+++ Source records +++

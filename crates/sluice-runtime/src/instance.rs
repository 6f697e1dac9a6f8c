//! Workflow instances and their lifecycle.

use std::collections::BTreeMap;
use std::fmt;
use std::sync::Arc;

use serde::{Deserialize, Serialize};
use serde_json::Value;
use sluice_body::BodyRegistry;
use sluice_config::ValueType;
use sluice_store::{StoreError, ValueStore};
use sluice_workflow::{Endpoint, FlowPath, Workflow};
use tracing::{error, info, instrument};

use crate::config::RuntimeConfig;
use crate::error::RunError;
use crate::events::{ExecutionEvent, ExecutionNotifier};
use crate::executor::RunContext;
use crate::scheduler::{Scheduler, report_unused};

/// Lifecycle state of a workflow instance.
#[derive(Debug, Clone, Copy, PartialEq, Eq, Serialize, Deserialize)]
#[serde(rename_all = "snake_case")]
pub enum LifecycleState {
  Unconfigured,
  Configured,
  Initialized,
  Ran,
  WrappedUp,
}

impl fmt::Display for LifecycleState {
  fn fmt(&self, f: &mut fmt::Formatter<'_>) -> fmt::Result {
    let s = match self {
      LifecycleState::Unconfigured => "unconfigured",
      LifecycleState::Configured => "configured",
      LifecycleState::Initialized => "initialized",
      LifecycleState::Ran => "ran",
      LifecycleState::WrappedUp => "wrapped up",
    };
    f.write_str(s)
  }
}

/// A compiled workflow bound to its own value store.
///
/// Instances created from the same compiled workflow are independent and may
/// run on different threads.
pub struct WorkflowInstance {
  workflow: Arc<Workflow>,
  registry: Arc<dyn BodyRegistry>,
  config: RuntimeConfig,
  notifier: Arc<dyn ExecutionNotifier>,
  subscriptions: BTreeMap<FlowPath, Vec<Endpoint>>,
  state: LifecycleState,
  store: ValueStore,
  /// Inputs set for the next run, keyed by inflow with their resolved path.
  staged: BTreeMap<String, (FlowPath, Value)>,
  run_id: Option<String>,
}

impl WorkflowInstance {
  pub(crate) fn new(
    workflow: Arc<Workflow>,
    registry: Arc<dyn BodyRegistry>,
    config: RuntimeConfig,
    notifier: Arc<dyn ExecutionNotifier>,
  ) -> Self {
    let subscriptions = workflow.graph().subscriptions().clone();
    Self {
      workflow,
      registry,
      config,
      notifier,
      subscriptions,
      state: LifecycleState::Configured,
      store: ValueStore::default(),
      staged: BTreeMap::new(),
      run_id: None,
    }
  }

  pub fn workflow(&self) -> &Arc<Workflow> {
    &self.workflow
  }

  pub fn state(&self) -> LifecycleState {
    self.state
  }

  /// Id of the most recent run, if any.
  pub fn run_id(&self) -> Option<&str> {
    self.run_id.as_deref()
  }

  /// Number of undelivered values in the store.
  pub fn store_size(&self) -> usize {
    self.store.size()
  }

  fn expect_state(&self, operation: &'static str, allowed: &[LifecycleState]) -> Result<(), RunError> {
    if allowed.contains(&self.state) {
      Ok(())
    } else {
      Err(RunError::Protocol {
        operation,
        state: self.state,
      })
    }
  }

  /// Reset to a fresh store with no staged inputs. Callable repeatedly.
  pub fn initialize(&mut self) -> Result<(), RunError> {
    use LifecycleState::*;
    self.expect_state("initialize", &[Configured, Initialized, Ran, WrappedUp])?;

    self.store = ValueStore::new(self.subscriptions.clone());
    self.staged.clear();
    self.run_id = None;
    self.state = Initialized;
    Ok(())
  }

  /// Stage a value for an external inflow.
  pub fn set(&mut self, key: &str, value: Value) -> Result<(), RunError> {
    self.expect_state("set", &[LifecycleState::Initialized])?;

    let path = self
      .workflow
      .inflow(key)
      .ok_or_else(|| RunError::UnknownInflow(key.to_string()))?;

    if self.staged.contains_key(key) {
      return Err(
        StoreError::DuplicateWrite {
          path: path.clone(),
          producer: Endpoint::external(key),
          holder: Endpoint::external(key),
        }
        .into(),
      );
    }

    self.staged.insert(key.to_string(), (path.clone(), value));
    Ok(())
  }

  /// Publish staged inputs and run to quiescence.
  ///
  /// On failure the store is dropped and the instance returns to the
  /// configured state.
  #[instrument(
    name = "workflow_run",
    skip(self),
    fields(workflow = %self.workflow.name)
  )]
  pub fn run(&mut self) -> Result<(), RunError> {
    self.expect_state("run", &[LifecycleState::Initialized])?;

    let run_id = uuid::Uuid::new_v4().to_string();
    self.run_id = Some(run_id.clone());

    info!(
      run_id = %run_id,
      workflow = %self.workflow.name,
      inputs = self.staged.len(),
      "workflow_started"
    );
    self.notifier.notify(ExecutionEvent::RunStarted {
      run_id: run_id.clone(),
      workflow: self.workflow.name.clone(),
    });

    match self.execute(&run_id) {
      Ok(firings) => {
        info!(run_id = %run_id, firings, store_size = self.store.size(), "workflow_completed");
        self.notifier.notify(ExecutionEvent::RunCompleted { run_id, firings });
        self.state = LifecycleState::Ran;
        Ok(())
      }
      Err(e) => {
        error!(run_id = %run_id, error = %e, "workflow_failed");
        self.notifier.notify(ExecutionEvent::RunFailed {
          run_id,
          error: e.to_string(),
        });
        self.store.clear();
        self.staged.clear();
        self.state = LifecycleState::Configured;
        Err(e)
      }
    }
  }

  fn execute(&mut self, run_id: &str) -> Result<u64, RunError> {
    for (key, (path, value)) in std::mem::take(&mut self.staged) {
      let value_type = ValueType::of(&value);
      self.store.offer(&path, value, value_type, Endpoint::external(key))?;
    }

    let ctx = RunContext {
      registry: self.registry.as_ref(),
      config: &self.config,
      notifier: self.notifier.as_ref(),
      run_id,
    };
    Scheduler::new(&self.workflow, ctx).run(&mut self.store)
  }

  /// Take the value of an external outflow. Each value can be taken once.
  pub fn get(&mut self, key: &str) -> Result<Value, RunError> {
    self.expect_state("get", &[LifecycleState::Ran])?;

    let path = self
      .workflow
      .outflow(key)
      .ok_or_else(|| RunError::UnknownOutflow(key.to_string()))?;
    Ok(self.store.take(path, &Endpoint::external(key))?)
  }

  /// Take every external outflow value that is still available.
  pub fn outputs(&mut self) -> Result<BTreeMap<String, Value>, RunError> {
    self.expect_state("outputs", &[LifecycleState::Ran])?;

    let mut outputs = BTreeMap::new();
    for (key, path) in &self.workflow.outflows {
      let consumer = Endpoint::external(key);
      if self.store.peek_ready(path, &consumer) {
        outputs.insert(key.clone(), self.store.take(path, &consumer)?);
      }
    }
    Ok(outputs)
  }

  /// Release the store, reporting anything left in it.
  pub fn wrapup(&mut self) -> Result<(), RunError> {
    use LifecycleState::*;
    self.expect_state("wrapup", &[Configured, Initialized, Ran])?;

    if self.config.report_unused_data {
      let run_id = self.run_id.clone().unwrap_or_default();
      let ctx = RunContext {
        registry: self.registry.as_ref(),
        config: &self.config,
        notifier: self.notifier.as_ref(),
        run_id: &run_id,
      };
      // Node-bound leftovers were already reported at quiescence.
      let unused: Vec<_> = self
        .store
        .pending()
        .into_iter()
        .filter(|pending| pending.consumers.iter().all(|c| matches!(c, Endpoint::External(_))))
        .collect();
      report_unused(ctx, &self.workflow.name, &unused);
    }

    self.store.clear();
    self.staged.clear();
    self.state = WrappedUp;
    Ok(())
  }
}

impl fmt::Debug for WorkflowInstance {
  fn fmt(&self, f: &mut fmt::Formatter<'_>) -> fmt::Result {
    f.debug_struct("WorkflowInstance")
      .field("workflow", &self.workflow.name)
      .field("state", &self.state)
      .field("store_size", &self.store.size())
      .field("run_id", &self.run_id)
      .finish()
  }
}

+++

Your task: Say how many lines in the listing above include "ExecutionNotifier". Give nothing but the number.

Exercise solution: 3